4.3 Pretrained model:
You should download the pretrained model from Google Drive/Baidu Drive [code:w4vk], and then put it in the './pretrained_pth' folder for initialization.
4.4 Training:
Clone the repository:
git clone https://github.com/DengPingFan/Polyp-PVT.git
cd Polyp-PVT
bash train.sh
4.5 Testing:
cd Polyp-PVT
bash test.sh
4.6 Evaluating your trained model:
Matlab: Please refer to the work of MICCAI2020 (link).
Python: Please refer to the work of ACMMM2021 (link).

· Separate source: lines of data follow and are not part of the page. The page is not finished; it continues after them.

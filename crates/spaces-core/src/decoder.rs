//! Space lifecycle decoder.
//!
//! Classifies a protocol output into the action recorded in a space's history
//! and the status the space moves to. Everything here is pure: the ingestor
//! loads the space and its history, asks for a [`Decision`], and writes the
//! result.
//!
//! Metadata-style outputs are matched against a fixed precedence list, first
//! match wins:
//!
//! 1. a `bid_value` is present → `rollout`, status `auction`
//! 2. the previous history action is `bid` and the covenant is `transfer` →
//!    `register`, status `registered`
//! 3. the covenant is `bid` → `bid` with the burned total, status unchanged
//! 4. an explicit action label → that label; `revoke` moves to `revoked`
//! 5. anything else → no action, status unchanged

use crate::types::{CovenantKind, MetaOutput, Space, SpaceAction, SpaceHistory, SpaceStatus};

/// The outcome of classifying one protocol output.
#[derive(Debug, Clone, PartialEq, Eq, Default)]
pub struct Decision {
    pub action: Option<SpaceAction>,
    pub bid_amount: Option<u64>,
    /// `None` leaves the space's status as it is.
    pub new_status: Option<SpaceStatus>,
}

/// Classify a transfer-style output. The space must already exist.
pub fn classify_transfer(space: &Space) -> Decision {
    let new_status = if space.status == SpaceStatus::Registered {
        None
    } else {
        Some(SpaceStatus::Registered)
    };
    Decision {
        action: Some(SpaceAction::Transfer),
        bid_amount: None,
        new_status,
    }
}

/// Classify a metadata-style output against the space's prior history
/// (oldest first).
pub fn classify_metadata(event: &MetaOutput, history: &[SpaceHistory]) -> Decision {
    if event.bid_value.is_some() {
        return Decision {
            action: Some(SpaceAction::Rollout),
            bid_amount: None,
            new_status: Some(SpaceStatus::Auction),
        };
    }

    let last_action = history.last().and_then(|h| h.action.as_ref());
    if last_action == Some(&SpaceAction::Bid) && event.covenant == Some(CovenantKind::Transfer) {
        return Decision {
            action: Some(SpaceAction::Register),
            bid_amount: None,
            new_status: Some(SpaceStatus::Registered),
        };
    }

    if event.covenant == Some(CovenantKind::Bid) {
        return Decision {
            action: Some(SpaceAction::Bid),
            bid_amount: event.total_burned,
            new_status: None,
        };
    }

    if let Some(label) = event.action.as_deref() {
        let action = SpaceAction::from_label(label);
        let new_status = (action == SpaceAction::Revoke).then_some(SpaceStatus::Revoked);
        return Decision {
            action: Some(action),
            bid_amount: None,
            new_status,
        };
    }

    Decision::default()
}
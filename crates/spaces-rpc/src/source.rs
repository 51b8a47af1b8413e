//! `BlockSource` over a Bitcoin node and the spaces protocol service.
//!
//! ```text
//! tip_height             → node:   getblockcount
//! block_at(h)            → node:   getblockhash h, getblock <hash> 1
//! relevant_transactions  → spaces: getblockmeta <hash> → tx_meta[]
//! ```

use std::time::Duration;

use async_trait::async_trait;
use serde_json::{json, Value};
use tracing::debug;

use spaces_core::error::IndexerError;
use spaces_core::source::BlockSource;
use spaces_core::types::{Block, Transaction};

use crate::client::{RpcClient, RpcClientConfig};
use crate::error::RpcError;
use crate::retry::RetryConfig;

/// Endpoints and client settings for [`RpcBlockSource`].
#[derive(Debug, Clone)]
pub struct RpcSourceConfig {
    pub bitcoin_url: String,
    pub spaces_url: String,
    /// Basic-auth credentials for the Bitcoin node.
    pub bitcoin_auth: Option<(String, String)>,
    pub request_timeout: Duration,
    pub retry: RetryConfig,
}

impl RpcSourceConfig {
    pub fn new(bitcoin_url: impl Into<String>, spaces_url: impl Into<String>) -> Self {
        Self {
            bitcoin_url: bitcoin_url.into(),
            spaces_url: spaces_url.into(),
            bitcoin_auth: None,
            request_timeout: Duration::from_secs(30),
            retry: RetryConfig::default(),
        }
    }

    pub fn with_bitcoin_auth(mut self, user: impl Into<String>, password: impl Into<String>) -> Self {
        self.bitcoin_auth = Some((user.into(), password.into()));
        self
    }
}

/// Fetches blocks from the node and protocol transactions from the spaces
/// service.
pub struct RpcBlockSource {
    node: RpcClient,
    spaces: RpcClient,
}

impl RpcBlockSource {
    pub fn new(config: RpcSourceConfig) -> Result<Self, RpcError> {
        let node = RpcClient::new(
            config.bitcoin_url,
            RpcClientConfig {
                retry: config.retry.clone(),
                request_timeout: config.request_timeout,
                auth: config.bitcoin_auth,
            },
        )?;
        let spaces = RpcClient::new(
            config.spaces_url,
            RpcClientConfig {
                retry: config.retry,
                request_timeout: config.request_timeout,
                auth: None,
            },
        )?;
        Ok(Self { node, spaces })
    }
}

/// Extract protocol transactions from a `getblockmeta` result.
///
/// A `null` result means the service has no protocol data for the block.
fn parse_block_meta(block_hash: &str, meta: Value) -> Result<Vec<Transaction>, IndexerError> {
    let entries = match meta {
        Value::Null => return Ok(Vec::new()),
        Value::Object(mut obj) => obj.remove("tx_meta").unwrap_or(Value::Null),
        other => {
            return Err(IndexerError::Fetch(format!(
                "getblockmeta {block_hash}: expected an object, got {other}"
            )))
        }
    };

    let entries = match entries {
        Value::Null => Vec::new(),
        Value::Array(items) => items,
        other => {
            return Err(IndexerError::Fetch(format!(
                "getblockmeta {block_hash}: tx_meta is not an array: {other}"
            )))
        }
    };

    let mut txs = Vec::with_capacity(entries.len());
    for entry in entries {
        let tx = Transaction::from_json(entry)?;
        if tx.is_relevant() {
            txs.push(tx);
        }
    }
    Ok(txs)
}

#[async_trait]
impl BlockSource for RpcBlockSource {
    async fn tip_height(&self) -> Result<u64, IndexerError> {
        Ok(self.node.call("getblockcount", vec![]).await?)
    }

    async fn block_at(&self, height: u64) -> Result<Block, IndexerError> {
        let hash: String = self.node.call("getblockhash", vec![json!(height)]).await?;
        let block: Block = self.node.call("getblock", vec![json!(hash), json!(1)]).await?;
        if block.height != height {
            return Err(IndexerError::Fetch(format!(
                "getblock {hash} reported height {}, expected {height}",
                block.height
            )));
        }
        Ok(block)
    }

    async fn relevant_transactions(
        &self,
        block_hash: &str,
    ) -> Result<Vec<Transaction>, IndexerError> {
        let meta = self
            .spaces
            .call_raw("getblockmeta", vec![json!(block_hash)])
            .await?;
        let txs = parse_block_meta(block_hash, meta)?;
        debug!(block = block_hash, relevant = txs.len(), "block metadata fetched");
        Ok(txs)
    }
}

Please note that we use the Matlab version to evaluate in our paper.
4.7 Well trained model:
You could download the trained model from Google Drive/Baidu Drive [code:9rpy] and put the model in directory './model_pth'.
4.8 Pre-computed maps:
Google Drive/Baidu Drive [code:x3jc]
5. Citation:
@aticle{dong2023PolypPVT,
title={Polyp-PVT: Polyp Segmentation with PyramidVision Transformers},
author={Bo, Dong and Wenhai, Wang and Deng-Ping, Fan and Jinpeng, Li and Huazhu, Fu and Ling, Shao},
journal={CAAI AIR},
year={2023}
}
6. Acknowledgement
We are very grateful for these excellent works PraNet, EAGRNet and MSEG, which have provided the basis for our framework.
7. FAQ:
If you want to improve the usability or any piece of advice, please feel free to contact me directly ([email protected]).
8. License
The source code is free for research and education use only. Any comercial use should get formal permission first.